After thinking about some different languages and wandering astray on this exact Stack Exchange, I began to notice similarities between natural languages and programming languages:

  • Both languages strongly distinguish between syntax and semantics.
  • Both of them serve the purpose of communication to explain what something is or what is to be done.
  • Both types of languages have a base composition

If we imagine the human mind as a very advanced compiler for all the natural languages, then we can see that:

book, Buch and something along the lines of

ADT Book
{
    variables
    title;
    pageCount;
    publicationDate;
    content;
    rating;
    ...

    functions
    read;
    rate;
    ...
}

all describe one and the same thing: a book, or specifically an object with a title and so on. It might seem like the definition of a book is much more complicated in a programming language rather than a natural language but what we forget is that for our human-compiler-mind book is a shortcut for an object with the specific properties as described in the ADT.

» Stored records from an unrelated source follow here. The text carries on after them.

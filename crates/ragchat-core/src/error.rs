//! Failure taxonomy for the retrieval and response pipeline.
//!
//! Recoverable failures ([`RagError::ExpansionFailure`],
//! [`RagError::VariantSearchFailure`]) are built, logged, and absorbed where
//! they happen. Only [`RagError::GenerationFailure`] and
//! [`RagError::IndexUnavailable`] are ever returned to callers of
//! [`ChatEngine::respond`](crate::chat::ChatEngine::respond).
//!
//! An empty retrieval is not an error; it surfaces as
//! [`ReplyKind::NoInformation`](crate::chat::ReplyKind::NoInformation).

use thiserror::Error;

#[derive(Debug, Error)]
pub enum RagError {
    /// Query expansion call failed; retrieval continues with the original query.
    #[error("query expansion failed: {0}")]
    ExpansionFailure(String),

    /// One variant's index search failed; its results are treated as empty.
    #[error("search failed for variant '{variant}': {message}")]
    VariantSearchFailure { variant: String, message: String },

    /// The final answer could not be generated.
    #[error("generation failed: {0}")]
    GenerationFailure(String),

    /// The vector index has not been built yet.
    #[error("vector index unavailable: {0}")]
    IndexUnavailable(String),
}

impl RagError {
    /// Whether the pipeline absorbs this failure instead of surfacing it.
    pub fn is_recoverable(&self) -> bool {
        matches!(
            self,
            RagError::ExpansionFailure(_) | RagError::VariantSearchFailure { .. }
        )
    }
}

pub type Result<T> = std::result::Result<T, RagError>;
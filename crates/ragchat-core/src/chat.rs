//! Response orchestration: retrieval, prompt building, generation, citations.
//!
//! [`ChatEngine::respond`] runs one exchange against a caller-owned
//! [`Session`]:
//!
//! 1. Retrieve passages for the question ([`MultiQueryRetriever`]).
//! 2. If nothing was found, answer with [`NO_INFORMATION_REPLY`] without
//!    calling the model, and record the exchange.
//! 3. Otherwise build a phase-specific system prompt and a user prompt
//!    carrying the context, recent history, and the question; generate once.
//! 4. Append a `Sources:` block to the visible text. The stored assistant
//!    turn keeps the raw answer so citations never re-enter later prompts.
//!
//! The session is only mutated once the exchange has completed. A failed
//! generation leaves it exactly as it was.

use std::collections::HashSet;
use std::sync::Arc;

use serde::{Deserialize, Serialize};
use tracing::{debug, warn};

use crate::context::assemble;
use crate::conversation::{Phase, Session};
use crate::error::RagError;
use crate::generation::GenerationProvider;
use crate::models::{format_score, ChatMessage};
use crate::retrieve::{MultiQueryRetriever, RetrievalResult};

/// Fixed answer when retrieval finds nothing usable.
pub const NO_INFORMATION_REPLY: &str = "I'm sorry, but I don't have any information about that. \
Could you rephrase your question, or ask me about something else?";

/// Who the assistant presents itself as.
#[derive(Debug, Clone, PartialEq, Eq, Serialize, Deserialize)]
pub struct Persona {
    pub name: String,
    pub company: String,
}

impl Default for Persona {
    fn default() -> Self {
        Self {
            name: "Alex".to_string(),
            company: "TechFlow Solutions".to_string(),
        }
    }
}

impl Persona {
    /// System instruction for the given conversation phase.
    pub fn system_prompt(&self, phase: Phase) -> String {
        match phase {
            Phase::Fresh => format!(
                "You are a helpful customer service representative for {company}. \
Your name is {name}. This is the first interaction, so briefly introduce yourself.\n\
Be friendly, professional, and conversational. Keep responses concise and natural.\n\
Use the provided context to answer questions accurately.\n\
If you don't know something, politely say so.",
                company = self.company,
                name = self.name
            ),
            Phase::Ongoing => format!(
                "You are {name}, a customer service representative for {company}.\n\
You've already introduced yourself, so don't do it again.\n\
Be friendly, professional, and conversational. Keep responses concise and natural.\n\
Use the provided context to answer questions accurately, and when it helps, \
mention naturally where the information comes from.\n\
If you don't know something, politely say so.",
                company = self.company,
                name = self.name
            ),
        }
    }
}

/// Build the user message: context, recent history, and the question.
pub fn user_prompt(context: &str, history: &str, query: &str) -> String {
    format!(
        "Based on this information:\n{context}\n\n\
Previous conversation:\n{history}\n\n\
Customer's question: {query}\n\n\
Provide a helpful, natural response."
    )
}

/// One unique source behind an answer.
#[derive(Debug, Clone, PartialEq, Serialize)]
pub struct Citation {
    pub origin: String,
    pub score: f32,
}

/// Unique origins in result order, each with the first score seen.
pub fn citations(result: &RetrievalResult) -> Vec<Citation> {
    let mut seen = HashSet::new();
    result
        .iter()
        .filter(|entry| seen.insert(entry.origin().to_string()))
        .map(|entry| Citation {
            origin: entry.origin().to_string(),
            score: entry.score,
        })
        .collect()
}

/// Render citations as a trailing `Sources:` block, or nothing if empty.
pub fn citations_block(citations: &[Citation]) -> String {
    if citations.is_empty() {
        return String::new();
    }
    let lines: Vec<String> = citations
        .iter()
        .map(|c| format!("- {} (relevance: {})", c.origin, format_score(c.score)))
        .collect();
    format!("Sources:\n{}", lines.join("\n"))
}

#[derive(Debug, Clone, Copy, PartialEq, Eq, Serialize)]
#[serde(rename_all = "snake_case")]
pub enum ReplyKind {
    /// Answer generated from retrieved passages.
    Grounded,
    /// Nothing relevant was retrieved; the fixed apology was returned.
    NoInformation,
}

/// Outcome of one exchange.
#[derive(Debug, Clone, PartialEq, Serialize)]
pub struct Reply {
    /// What the user sees: the answer plus the `Sources:` block.
    pub text: String,
    /// The raw answer as stored in the session.
    pub answer: String,
    pub citations: Vec<Citation>,
    pub kind: ReplyKind,
}

/// Ties retrieval, context assembly, and generation into one exchange.
#[derive(Clone)]
pub struct ChatEngine {
    retriever: MultiQueryRetriever,
    generator: Arc<dyn GenerationProvider>,
    persona: Persona,
}

impl ChatEngine {
    pub fn new(
        retriever: MultiQueryRetriever,
        generator: Arc<dyn GenerationProvider>,
        persona: Persona,
    ) -> Self {
        Self {
            retriever,
            generator,
            persona,
        }
    }

    pub fn persona(&self) -> &Persona {
        &self.persona
    }

    pub fn retriever(&self) -> &MultiQueryRetriever {
        &self.retriever
    }

    /// Answer `query` within `session`.
    ///
    /// # Errors
    ///
    /// [`RagError::IndexUnavailable`] when the index was never built and
    /// [`RagError::GenerationFailure`] when the final answer could not be
    /// generated. In both cases `session` is unchanged.
    pub async fn respond(&self, session: &mut Session, query: &str) -> Result<Reply, RagError> {
        let result = self.retriever.retrieve(query).await?;

        if result.is_empty() {
            debug!(query, "no relevant passages, returning apology");
            session.record_exchange(query, NO_INFORMATION_REPLY);
            return Ok(Reply {
                text: NO_INFORMATION_REPLY.to_string(),
                answer: NO_INFORMATION_REPLY.to_string(),
                citations: Vec::new(),
                kind: ReplyKind::NoInformation,
            });
        }

        let phase = session.phase();
        let messages = [
            ChatMessage::system(self.persona.system_prompt(phase)),
            ChatMessage::user(user_prompt(
                &assemble(&result),
                &session.render_history(),
                query,
            )),
        ];

        let answer = match self.generator.generate(&messages).await {
            Ok(answer) => answer.trim().to_string(),
            Err(e) => {
                let err = RagError::GenerationFailure(format!("{:#}", e));
                warn!(error = %err, "answer generation failed");
                return Err(err);
            }
        };

        let citations = citations(&result);
        let block = citations_block(&citations);
        let text = if block.is_empty() {
            answer.clone()
        } else {
            format!("{}\n\n{}", answer, block)
        };

        session.record_exchange(query, &answer);
        session.mark_introduced();
        debug!(?phase, sources = citations.len(), "exchange complete");

        Ok(Reply {
            text,
            answer,
            citations,
            kind: ReplyKind::Grounded,
        })
    }

    /// Reset `session` to a fresh conversation.
    pub fn clear(&self, session: &mut Session) {
        session.clear();
    }
}
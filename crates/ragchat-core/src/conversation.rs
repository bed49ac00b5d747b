//! Per-session conversation state.
//!
//! A [`Session`] holds the bounded turn history and whether the persona has
//! introduced itself. It is a plain value: the orchestrator borrows it
//! mutably for one exchange, so one session admits one in-flight exchange
//! while independent sessions run freely.

use serde::{Deserialize, Serialize};

use crate::models::{ChatMessage, ConversationTurn, Role};

/// Maximum number of stored turns; older turns are dropped first.
pub const MAX_TURNS: usize = 20;

/// Number of most recent turns rendered into a prompt (three exchanges).
pub const HISTORY_WINDOW: usize = 6;

#[derive(Debug, Clone, Copy, PartialEq, Eq, Serialize)]
#[serde(rename_all = "snake_case")]
pub enum Phase {
    /// No completed exchange; the persona has not introduced itself.
    Fresh,
    /// The persona has introduced itself.
    Ongoing,
}

#[derive(Debug, Clone, Default, Serialize, Deserialize)]
pub struct Session {
    turns: Vec<ConversationTurn>,
    has_introduced: bool,
}

impl Session {
    pub fn new() -> Self {
        Self::default()
    }

    /// `Fresh` only before the first exchange of any kind; an apology turn
    /// counts as history.
    pub fn phase(&self) -> Phase {
        if self.has_introduced || !self.turns.is_empty() {
            Phase::Ongoing
        } else {
            Phase::Fresh
        }
    }

    pub fn has_introduced(&self) -> bool {
        self.has_introduced
    }

    pub fn turns(&self) -> &[ConversationTurn] {
        &self.turns
    }

    pub fn len(&self) -> usize {
        self.turns.len()
    }

    pub fn is_empty(&self) -> bool {
        self.turns.is_empty()
    }

    /// Append a user/assistant pair and trim to [`MAX_TURNS`].
    pub fn record_exchange(&mut self, question: &str, answer: &str) {
        self.turns.push(ChatMessage::user(question));
        self.turns.push(ChatMessage::assistant(answer));
        if self.turns.len() > MAX_TURNS {
            let excess = self.turns.len() - MAX_TURNS;
            self.turns.drain(..excess);
        }
    }

    /// Flip `Fresh` to `Ongoing`. No-op once introduced.
    pub fn mark_introduced(&mut self) {
        self.has_introduced = true;
    }

    /// The last `n` turns, oldest first.
    pub fn recent(&self, n: usize) -> &[ConversationTurn] {
        let start = self.turns.len().saturating_sub(n);
        &self.turns[start..]
    }

    /// Render the last [`HISTORY_WINDOW`] turns as `Customer:` / `Assistant:` lines.
    pub fn render_history(&self) -> String {
        self.recent(HISTORY_WINDOW)
            .iter()
            .map(|turn| {
                let speaker = match turn.role {
                    Role::User => "Customer",
                    Role::Assistant | Role::System => "Assistant",
                };
                format!("{}: {}", speaker, turn.content)
            })
            .collect::<Vec<_>>()
            .join("\n")
    }

    /// Drop all history and return to [`Phase::Fresh`].
    pub fn clear(&mut self) {
        self.turns.clear();
        self.has_introduced = false;
    }
}

#[cfg(test)]
mod tests {
    use super::*;

    #[test]
    fn test_trims_to_most_recent() {
        let mut session = Session::new();
        for i in 0..11 {
            session.record_exchange(&format!("q{}", i), &format!("a{}", i));
        }
        assert_eq!(session.len(), MAX_TURNS);
        assert_eq!(session.turns()[0].content, "q1");
        assert_eq!(session.turns()[19].content, "a10");
    }

    #[test]
    fn test_history_renders_last_three_exchanges() {
        let mut session = Session::new();
        for i in 0..4 {
            session.record_exchange(&format!("q{}", i), &format!("a{}", i));
        }
        let history = session.render_history();
        assert!(!history.contains("q0"));
        assert!(history.starts_with("Customer: q1\nAssistant: a1"));
        assert!(history.ends_with("Customer: q3\nAssistant: a3"));
    }

    #[test]
    fn test_clear_resets_phase() {
        let mut session = Session::new();
        assert_eq!(session.phase(), Phase::Fresh);
        session.record_exchange("hi", "hello");
        session.mark_introduced();
        assert_eq!(session.phase(), Phase::Ongoing);

        session.clear();
        assert!(session.is_empty());
        assert_eq!(session.phase(), Phase::Fresh);
        assert_eq!(session.render_history(), "");
    }

    #[test]
    fn test_any_history_ends_fresh_phase() {
        let mut session = Session::new();
        session.record_exchange("anything about kubernetes?", "I'm sorry");
        assert!(!session.has_introduced());
        assert_eq!(session.phase(), Phase::Ongoing);
    }
}
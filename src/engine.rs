//! Wiring from [`Config`] to a ready-to-use index and [`ChatEngine`].

use anyhow::Result;
use ragchat_core::expand::QueryExpander;
use ragchat_core::{ChatEngine, MultiQueryRetriever};
use std::sync::Arc;

use crate::config::Config;
use crate::embedding;
use crate::llm;
use crate::sqlite_index::SqliteIndex;

/// Open the configured index with the configured embedding provider.
pub async fn open_index(config: &Config) -> Result<Arc<SqliteIndex>> {
    let embedder = embedding::create_provider(&config.embedding)?;
    let index = SqliteIndex::open(&config.index.path, embedder).await?;
    Ok(Arc::new(index))
}

/// Build a multi-query retriever over `index` using the configured LLM for expansion.
pub fn build_retriever(config: &Config, index: Arc<SqliteIndex>) -> Result<MultiQueryRetriever> {
    let generator = llm::create_generator(&config.llm)?;
    Ok(MultiQueryRetriever::new(
        index,
        QueryExpander::new(generator),
        config.retrieval.to_params(),
    ))
}

/// Build the chat engine: retriever, answer generator, and persona.
pub fn build_engine(config: &Config, index: Arc<SqliteIndex>) -> Result<ChatEngine> {
    let generator = llm::create_generator(&config.llm)?;
    let retriever = MultiQueryRetriever::new(
        index,
        QueryExpander::new(generator.clone()),
        config.retrieval.to_params(),
    );
    Ok(ChatEngine::new(
        retriever,
        generator,
        config.persona.to_persona(),
    ))
}
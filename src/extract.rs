//! Plain-text extraction from document files.
//!
//! `.pdf` files go through `pdf-extract`; anything else matched by the
//! include globs is read as UTF-8 text. Extraction never panics: failures
//! come back as [`ExtractError`] and ingestion skips the file.

use std::path::Path;

#[derive(Debug, thiserror::Error)]
pub enum ExtractError {
    #[error("failed to read {path}: {source}")]
    Io {
        path: String,
        #[source]
        source: std::io::Error,
    },

    #[error("PDF extraction failed for {path}: {message}")]
    Pdf { path: String, message: String },
}

/// Extract the text of the file at `path`.
pub fn extract_file(path: &Path) -> Result<String, ExtractError> {
    let display = path.display().to_string();
    if is_pdf(path) {
        let bytes = std::fs::read(path).map_err(|source| ExtractError::Io {
            path: display.clone(),
            source,
        })?;
        extract_pdf(&bytes).map_err(|message| ExtractError::Pdf {
            path: display,
            message,
        })
    } else {
        std::fs::read_to_string(path).map_err(|source| ExtractError::Io {
            path: display,
            source,
        })
    }
}

fn is_pdf(path: &Path) -> bool {
    path.extension()
        .and_then(|e| e.to_str())
        .map(|e| e.eq_ignore_ascii_case("pdf"))
        .unwrap_or(false)
}

fn extract_pdf(bytes: &[u8]) -> Result<String, String> {
    pdf_extract::extract_text_from_mem(bytes).map_err(|e| e.to_string())
}
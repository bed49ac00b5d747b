//! Embedding provider trait and vector utilities.
//!
//! Defines the [`EmbeddingProvider`] trait that all embedding backends
//! implement, plus pure helpers for vector serialization and similarity.
//!
//! Concrete providers (Ollama, OpenAI, hashed) live in the `ragchat`
//! app crate.

use anyhow::Result;
use async_trait::async_trait;

/// Maps text to fixed-length vectors.
///
/// Implementations must be deterministic for identical input within one
/// model version, and must return exactly one vector per input text, in
/// input order.
#[async_trait]
pub trait EmbeddingProvider: Send + Sync {
    /// Returns the model identifier (e.g. `"mxbai-embed-large"`).
    fn model_name(&self) -> &str;
    /// Returns the embedding vector dimensionality (e.g. `1024`).
    fn dims(&self) -> usize;
    /// Embed a batch of texts.
    async fn embed(&self, texts: &[String]) -> Result<Vec<Vec<f32>>>;
}

/// Embed a single query text.
///
/// Convenience wrapper around [`EmbeddingProvider::embed`] for one input.
pub async fn embed_query<E: EmbeddingProvider + ?Sized>(provider: &E, text: &str) -> Result<Vec<f32>> {
    let results = provider.embed(&[text.to_string()]).await?;
    results
        .into_iter()
        .next()
        .ok_or_else(|| anyhow::anyhow!("Empty embedding response"))
}

/// Encode a float vector as a BLOB (little-endian f32 bytes).
///
/// # Example
///
/// ```rust
/// use ragchat_core::embedding::{vec_to_blob, blob_to_vec};
///
/// let v = vec![1.0f32, -2.5, 3.125];
/// let blob = vec_to_blob(&v);
/// assert_eq!(blob.len(), 12);
/// assert_eq!(blob_to_vec(&blob), v);
/// ```
pub fn vec_to_blob(vec: &[f32]) -> Vec<u8> {
    let mut bytes = Vec::with_capacity(vec.len() * 4);
    for &v in vec {
        bytes.extend_from_slice(&v.to_le_bytes());
    }
    bytes
}

/// Decode a BLOB back into a float vector.
pub fn blob_to_vec(blob: &[u8]) -> Vec<f32> {
    blob.chunks_exact(4)
        .map(|chunk| f32::from_le_bytes([chunk[0], chunk[1], chunk[2], chunk[3]]))
        .collect()
}

/// Compute cosine similarity between two embedding vectors.
///
/// Returns a value in `[-1.0, 1.0]`, or `0.0` for empty vectors,
/// zero vectors, or vectors of different lengths.
pub fn cosine_similarity(a: &[f32], b: &[f32]) -> f32 {
    if a.len() != b.len() || a.is_empty() {
        return 0.0;
    }

    let mut dot = 0.0f32;
    let mut norm_a = 0.0f32;
    let mut norm_b = 0.0f32;

    for (x, y) in a.iter().zip(b.iter()) {
        dot += x * y;
        norm_a += x * x;
        norm_b += y * y;
    }

    let denom = norm_a.sqrt() * norm_b.sqrt();
    if denom < f32::EPSILON {
        return 0.0;
    }

    dot / denom
}
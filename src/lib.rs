//! # ragchat
//!
//! A local-first, retrieval-augmented customer support chatbot.
//!
//! Support documents are chunked, embedded, and stored in a SQLite index.
//! Each question is expanded into several phrasings, every phrasing is
//! searched, and the merged passages become the context a persona-driven
//! model answers from. Answers cite the documents they came from; when
//! nothing relevant is found the bot says so instead of guessing.
//!
//! The retrieval pipeline itself lives in [`ragchat_core`]; this crate
//! supplies configuration, HTTP-backed providers, the SQLite index,
//! ingestion, and the CLI and HTTP front ends.
//!
//! ## Architecture
//!
//! ```text
//! ┌─────────────┐   ┌──────────────┐   ┌──────────┐
//! │  Documents  │──▶│   Ingest     │──▶│  SQLite   │
//! │ txt/md/pdf  │   │ Chunk+Embed  │   │ passages  │
//! └─────────────┘   └──────────────┘   └────┬─────┘
//!                                           │
//!                                 MultiQueryRetriever
//!                                           │
//!                      ┌────────────────────┤
//!                      ▼                    ▼
//!                 ┌──────────┐        ┌──────────┐
//!                 │   CLI    │        │   HTTP   │
//!                 │  (chat)  │        │ (/chat)  │
//!                 └──────────┘        └──────────┘
//! ```
//!
//! ## Quick Start
//!
//! ```bash
//! ragchat init                       # create the index
//! ragchat ingest                     # chunk and embed ./data
//! ragchat search "refund policy"     # check what the index returns
//! ragchat chat                       # talk to the assistant
//! ragchat serve                      # start the HTTP server
//! ```
//!
//! ## Modules
//!
//! | Module | Purpose |
//! |--------|---------|
//! | [`config`] | TOML configuration and environment overrides |
//! | [`logging`] | `tracing` subscriber setup |
//! | [`http`] | JSON client with retry shared by providers |
//! | [`embedding`] | Ollama, OpenAI, and hashed embedding providers |
//! | [`llm`] | Ollama and OpenAI chat providers |
//! | [`db`] | Database connection |
//! | [`migrate`] | Schema creation |
//! | [`sqlite_index`] | SQLite-backed vector index |
//! | [`engine`] | Wiring config into an index and chat engine |
//! | [`extract`] | Text extraction (plain text and PDF) |
//! | [`connector_fs`] | Document discovery |
//! | [`ingest`] | Incremental ingestion and rebuild |
//! | [`stats`] | Index statistics |
//! | [`search`] | Retrieval test commands |
//! | [`chat_cmd`] | Terminal chat loop |
//! | [`server`] | JSON HTTP chat server |

pub mod chat_cmd;
pub mod config;
pub mod connector_fs;
pub mod db;
pub mod embedding;
pub mod engine;
pub mod extract;
pub mod http;
pub mod ingest;
pub mod llm;
pub mod logging;
pub mod migrate;
pub mod search;
pub mod server;
pub mod sqlite_index;
pub mod stats;
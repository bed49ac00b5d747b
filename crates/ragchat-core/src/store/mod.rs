//! Vector index abstraction.
//!
//! The [`VectorIndex`] trait is the only storage contract the retrieval
//! pipeline depends on. It owns embedding of both passages and queries, so
//! callers search with plain text. Backends: [`memory::InMemoryIndex`] here,
//! and a SQLite-backed index in the app crate.
//!
//! Implementations must be `Send + Sync` to work with async runtimes.

pub mod memory;

use std::collections::HashSet;

use anyhow::Result;
use async_trait::async_trait;

use crate::models::{Passage, ScoredPassage};

/// Abstract nearest-neighbour index over [`Passage`]s.
///
/// # Operations
///
/// | Method | Purpose |
/// |--------|---------|
/// | [`ensure_index`](VectorIndex::ensure_index) | Idempotently create backing storage |
/// | [`is_ready`](VectorIndex::is_ready) | Whether searches can be served |
/// | [`refresh_ready`](VectorIndex::refresh_ready) | Re-check readiness against storage |
/// | [`search`](VectorIndex::search) | Top-`k` passages at or above a score threshold |
/// | [`upsert_batch`](VectorIndex::upsert_batch) | Insert passages not yet present |
/// | [`replace`](VectorIndex::replace) | Delete and re-insert one passage under its id |
/// | [`delete_by_id`](VectorIndex::delete_by_id) | Remove one passage |
/// | [`list_ids`](VectorIndex::list_ids) | All stored passage ids |
#[async_trait]
pub trait VectorIndex: Send + Sync {
    /// Create backing storage if it does not exist. Safe to call repeatedly.
    async fn ensure_index(&self) -> Result<()>;

    /// Whether [`ensure_index`](VectorIndex::ensure_index) has run for this handle.
    fn is_ready(&self) -> bool;

    /// Re-check readiness against the backing storage, which another
    /// process may have built since this handle was opened.
    ///
    /// `Ok(false)` means not built yet. An error means the index exists but
    /// cannot serve queries as configured.
    async fn refresh_ready(&self) -> Result<bool> {
        Ok(self.is_ready())
    }

    /// Return up to `k` passages whose score is `>= threshold`,
    /// ordered by descending score.
    async fn search(&self, query: &str, k: usize, threshold: f32) -> Result<Vec<ScoredPassage>>;

    /// Insert every passage whose `source_id` is not already stored.
    ///
    /// Returns the number of newly inserted passages. Existing ids are left
    /// untouched, so re-ingesting an unchanged corpus is a no-op.
    async fn upsert_batch(&self, passages: &[Passage]) -> Result<usize>;

    /// Replace a stored passage wholesale (delete + insert under the same id).
    async fn replace(&self, passage: &Passage) -> Result<()> {
        self.delete_by_id(&passage.source_id).await?;
        self.upsert_batch(std::slice::from_ref(passage)).await?;
        Ok(())
    }

    /// Delete a passage. Returns whether it existed.
    async fn delete_by_id(&self, id: &str) -> Result<bool>;

    /// All stored passage ids.
    async fn list_ids(&self) -> Result<HashSet<String>>;

    /// Number of stored passages.
    async fn count(&self) -> Result<usize> {
        Ok(self.list_ids().await?.len())
    }

    /// Remove every passage, keeping the (empty) index ready.
    async fn clear(&self) -> Result<()>;
}

/// Sort scored passages by descending score and keep those `>= threshold`, up to `k`.
///
/// Shared by index backends that score by brute force.
pub fn rank_candidates(
    mut candidates: Vec<ScoredPassage>,
    k: usize,
    threshold: f32,
) -> Vec<ScoredPassage> {
    candidates.retain(|c| c.score >= threshold);
    candidates.sort_by(|a, b| {
        b.score
            .partial_cmp(&a.score)
            .unwrap_or(std::cmp::Ordering::Equal)
            .then_with(|| a.passage.source_id.cmp(&b.passage.source_id))
    });
    candidates.truncate(k);
    candidates
}

#[cfg(test)]
mod tests {
    use super::*;

    fn scored(id: &str, score: f32) -> ScoredPassage {
        ScoredPassage::new(
            Passage {
                text: String::new(),
                source_id: id.to_string(),
                origin: "o.txt".to_string(),
                position: 0,
            },
            score,
        )
    }

    #[test]
    fn test_rank_filters_sorts_truncates() {
        let ranked = rank_candidates(
            vec![scored("a", 0.2), scored("b", 0.9), scored("c", 0.6), scored("d", 0.7)],
            2,
            0.5,
        );
        let ids: Vec<&str> = ranked.iter().map(|r| r.source_id()).collect();
        assert_eq!(ids, vec!["b", "d"]);
    }

    #[test]
    fn test_rank_threshold_inclusive() {
        let ranked = rank_candidates(vec![scored("a", 0.5)], 5, 0.5);
        assert_eq!(ranked.len(), 1);
    }

    #[test]
    fn test_rank_ties_by_id() {
        let ranked = rank_candidates(vec![scored("z", 0.8), scored("a", 0.8)], 5, 0.0);
        assert_eq!(ranked[0].source_id(), "a");
    }
}
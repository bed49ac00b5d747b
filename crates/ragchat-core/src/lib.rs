//! # ragchat core
//!
//! Runtime-agnostic logic for ragchat: passage model, provider traits,
//! the multi-query retrieval pipeline, context assembly, and the persona
//! chat loop that ties them together.
//!
//! This crate contains no tokio, sqlx, filesystem I/O, or network code.
//! Concrete embedding, generation, and index backends live in the `ragchat`
//! application crate and plug in through the traits defined here.
//!
//! ## Request flow
//!
//! ```text
//! query ─▶ ChatEngine::respond
//!             │
//!             ├─▶ MultiQueryRetriever::retrieve
//!             │      ├─▶ QueryExpander::expand ─▶ GenerationProvider
//!             │      └─▶ VectorIndex::search  × variants
//!             ├─▶ context::assemble
//!             ├─▶ GenerationProvider::generate
//!             └─▶ Session (history + introduction flag)
//! ```
//!
//! ## Modules
//!
//! | Module | Purpose |
//! |--------|---------|
//! | [`models`] | `Passage`, `ScoredPassage`, chat messages and turns |
//! | [`error`] | `RagError` failure taxonomy |
//! | [`embedding`] | Embedding provider trait and vector math |
//! | [`generation`] | Text generation provider trait |
//! | [`store`] | `VectorIndex` trait and the in-memory index |
//! | [`chunk`] | Recursive character chunker and passage ids |
//! | [`expand`] | Query expansion into phrasing variants |
//! | [`retrieve`] | Multi-query retrieval, dedup, threshold fallback, ranking |
//! | [`context`] | Rendering ranked passages into a prompt block |
//! | [`conversation`] | Per-session history and persona state |
//! | [`chat`] | Response orchestration and citations |

pub mod chat;
pub mod chunk;
pub mod context;
pub mod conversation;
pub mod embedding;
pub mod error;
pub mod expand;
pub mod generation;
pub mod models;
pub mod retrieve;
pub mod store;

pub use chat::{ChatEngine, Persona, Reply, ReplyKind};
pub use conversation::{Phase, Session};
pub use error::RagError;
pub use models::{ChatMessage, Passage, Role, ScoredPassage};
pub use retrieve::{DedupPolicy, MultiQueryRetriever, RetrievalParams, RetrievalResult};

Now one could object that the two types react differently to syntax errors, because a syntax error in typing (teh) is still correctly recognised as the whereas a missing semicolon will cause a compile error in programming languages. What we forget however is that this implicit correction of syntax is just a "feature" of the human-compiler-mind because it is already about 200000 years old and has evolved a great deal.

Another noteworthy objection is that while a programming language is designed by us humans, the origin of natural languages is unknown although theories exist. Based on these theories, one can assume that the natural languages have evolved from some kind of pre-lingustic forms of communication, just like the programming languages have evolved from someone soldering something on a board to writing code on machines running with those soldered boards.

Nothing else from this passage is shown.